## Dataset records
******

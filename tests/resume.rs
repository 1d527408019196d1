//! Interrupted runs picking up from the saved page cursor.

mod helpers;

use helpers::{MockSite, Scratch, run_once};
use licscrape::scrape::{ScrapeOptions, Target};
use licscrape::store::{Cursor, ScrapeStore};
use licscrape::targets::maryland::Maryland;
use licscrape::targets::west_virginia::WestVirginia;
use licscrape::transport::{Method, Request};

fn wv_page(page: u32) -> String {
    let rows: String = (0..2)
        .map(|i| {
            format!(
                "<tr><td>PL{page}{i}</td><td>DOE, JOHN</td><td>ELKINS</td><td>RANDOLPH</td><td>Master</td><td>2030-01-01</td></tr>"
            )
        })
        .collect();
    format!("<table><tr><th>License</th></tr>{rows}</table>")
}

fn wv_page_number(request: &Request) -> u32 {
    request
        .param("PageNum_WVNUMBER")
        .and_then(|p| p.parse().ok())
        .unwrap_or(0)
}

/// West Virginia listing `pages` full pages, failing on `broken`.
fn wv_portal(pages: u32, broken: Option<u32>) -> MockSite {
    MockSite::new(move |request| {
        let page = wv_page_number(request);
        if Some(page) == broken {
            None
        } else if page <= pages {
            Some(wv_page(page))
        } else {
            Some("<table><tr><th>License</th></tr></table>".to_string())
        }
    })
}

fn saved_cursor(scratch: &Scratch, target: &dyn Target) -> Option<Cursor> {
    scratch.store_for(target).cursor().unwrap()
}

#[tokio::test]
async fn seekable_target_resumes_at_the_saved_page() {
    let scratch = Scratch::new();
    let mut target = WestVirginia::new();
    let opts = ScrapeOptions::for_target(&target);

    let err = run_once(&mut target, &wv_portal(4, Some(3)), &scratch, opts.clone()).await;
    assert!(err.is_err());
    assert_eq!(scratch.cached_records().len(), 4);
    assert_eq!(
        saved_cursor(&scratch, &target),
        Some(Cursor {
            partition: String::new(),
            partition_index: 0,
            page: 3,
        })
    );

    let site = wv_portal(4, None);
    let summary = run_once(&mut target, &site, &scratch, opts).await.unwrap();
    let pages: Vec<u32> = site.requests().iter().map(wv_page_number).collect();
    assert_eq!(pages, [3, 4, 5]);
    assert_eq!(summary.new_records, 4);
    assert_eq!(scratch.cached_records().len(), 8);
    assert_eq!(saved_cursor(&scratch, &target), None);
}

#[tokio::test]
async fn restart_ignores_the_cursor() {
    let scratch = Scratch::new();
    let mut target = WestVirginia::new();
    let mut opts = ScrapeOptions::for_target(&target);
    run_once(&mut target, &wv_portal(2, Some(2)), &scratch, opts.clone())
        .await
        .unwrap_err();

    opts.resume = false;
    let site = wv_portal(2, None);
    let summary = run_once(&mut target, &site, &scratch, opts).await.unwrap();
    assert_eq!(site.requests().first().map(wv_page_number), Some(1));
    assert_eq!(summary.already_scraped, 2);
    assert_eq!(summary.new_records, 2);
}

const MD_SEARCH_FORM: &str = r#"<form method="post" action="OP_search.cgi">
    <input type="hidden" name="calling_app" value="PLM::PLM_personal_location" />
    <input name="zip" />
    <input type="submit" name="Submit" value="Search" />
</form>"#;

fn md_results(zip: &str) -> String {
    format!(
        r#"<table>
            <tr><th>Name</th><th>City</th><th>State</th><th>Zip</th><th>Expires</th><th>Category</th><th>Insured</th><th>License</th></tr>
            <tr><td>ROE, RICHARD</td><td>BALTIMORE</td><td>MD</td><td>{zip}</td><td>2030-04-30</td><td>Master Plumber</td><td>Y</td><td>L{zip}</td></tr>
        </table>"#
    )
}

fn md_portal(broken_zip: Option<&'static str>) -> MockSite {
    MockSite::new(move |request| match request.method {
        Method::Get => Some(MD_SEARCH_FORM.to_string()),
        Method::Post => {
            let zip = request.param("zip")?;
            if Some(zip) == broken_zip {
                None
            } else {
                Some(md_results(zip))
            }
        }
    })
}

fn searched_zips(site: &MockSite) -> Vec<String> {
    site.requests()
        .iter()
        .filter(|r| r.method == Method::Post)
        .filter_map(|r| r.param("zip").map(str::to_string))
        .collect()
}

#[tokio::test]
async fn partitioned_target_resumes_at_the_saved_partition() {
    let scratch = Scratch::new();
    let zips = vec!["21201".to_string(), "21202".to_string(), "21203".to_string()];
    let mut target = Maryland::new(zips);
    let opts = ScrapeOptions::for_target(&target);

    run_once(&mut target, &md_portal(Some("21202")), &scratch, opts.clone())
        .await
        .unwrap_err();
    assert_eq!(
        saved_cursor(&scratch, &target),
        Some(Cursor {
            partition: "21202".to_string(),
            partition_index: 1,
            page: 1,
        })
    );
    // Maryland persists in batches; the failed run still saved what it had.
    assert_eq!(scratch.cached_records().len(), 1);

    let site = md_portal(None);
    run_once(&mut target, &site, &scratch, opts).await.unwrap();
    assert_eq!(searched_zips(&site), ["21202", "21203"]);

    let store = ScrapeStore::load(scratch.cache(), |r| target.identity_key(r)).unwrap();
    let licenses: Vec<_> = store.records().map(|r| r.field("License").to_string()).collect();
    assert_eq!(licenses, ["L21201", "L21202", "L21203"]);
}
//! Runtime configuration.
//!
//! Values come from an optional `licscrape.toml` in the working directory,
//! overridden by `LICSCRAPE_*` environment variables (a `.env` file is loaded
//! into the environment first).

use std::path::PathBuf;
use std::time::Duration;

use anyhow::Context;
use figment::Figment;
use figment::providers::{Env, Format, Toml};
use serde::{Deserialize, Deserializer};

const CONFIG_FILE: &str = "licscrape.toml";
const ENV_PREFIX: &str = "LICSCRAPE_";

#[derive(Debug, Clone, Deserialize)]
#[serde(default)]
pub struct Config {
    /// Level for this crate's own events; `RUST_LOG` overrides the whole filter.
    pub log_level: String,
    /// Directory holding the caches and exports of every target.
    pub data_dir: PathBuf,
    /// Pause before every request.
    #[serde(deserialize_with = "deserialize_duration")]
    pub request_delay: Duration,
    #[serde(deserialize_with = "deserialize_duration")]
    pub request_timeout: Duration,
    pub user_agent: Option<String>,
    /// CSV with a `zip` column listing the zip codes Maryland is searched by.
    pub maryland_zip_file: PathBuf,
}

impl Default for Config {
    fn default() -> Self {
        Self {
            log_level: "info".to_string(),
            data_dir: PathBuf::from("."),
            request_delay: Duration::from_secs(1),
            request_timeout: Duration::from_secs(30),
            user_agent: None,
            maryland_zip_file: PathBuf::from("data/md_zip.csv"),
        }
    }
}

impl Config {
    pub fn load() -> anyhow::Result<Self> {
        Self::figment().extract().context("Failed to load config")
    }

    fn figment() -> Figment {
        Figment::new()
            .merge(Toml::file(CONFIG_FILE))
            .merge(Env::prefixed(ENV_PREFIX))
    }

    pub fn cache_path(&self, target: &str) -> PathBuf {
        self.data_dir.join(format!("{target}.json"))
    }

    pub fn export_path(&self, target: &str) -> PathBuf {
        self.data_dir.join(format!("{target}.csv"))
    }

    pub fn user_agent(&self) -> &str {
        self.user_agent
            .as_deref()
            .unwrap_or(concat!("licscrape/", env!("CARGO_PKG_VERSION")))
    }
}

/// Accepts `500ms`, `2s`, `1m` and bare numbers of seconds.
fn deserialize_duration<'de, D: Deserializer<'de>>(deserializer: D) -> Result<Duration, D::Error> {
    #[derive(Deserialize)]
    #[serde(untagged)]
    enum Raw {
        Seconds(u64),
        Text(String),
    }

    match Raw::deserialize(deserializer)? {
        Raw::Seconds(secs) => Ok(Duration::from_secs(secs)),
        Raw::Text(text) => fundu::parse_duration(text.trim())
            .map_err(|e| serde::de::Error::custom(format!("invalid duration {text:?}: {e}"))),
    }
}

******

## To do
Repeat word for word every line from the start of the entries to the line holding "use licscrape::targets::west_virginia::WestVirginia;", inclusive, and nothing else.

## Response to the exercise
filename tests/resume.rs
repository 1d527408019196d1
//! Interrupted runs picking up from the saved page cursor.

mod helpers;

use helpers::{MockSite, Scratch, run_once};
use licscrape::scrape::{ScrapeOptions, Target};
use licscrape::store::{Cursor, ScrapeStore};
use licscrape::targets::maryland::Maryland;
use licscrape::targets::west_virginia::WestVirginia;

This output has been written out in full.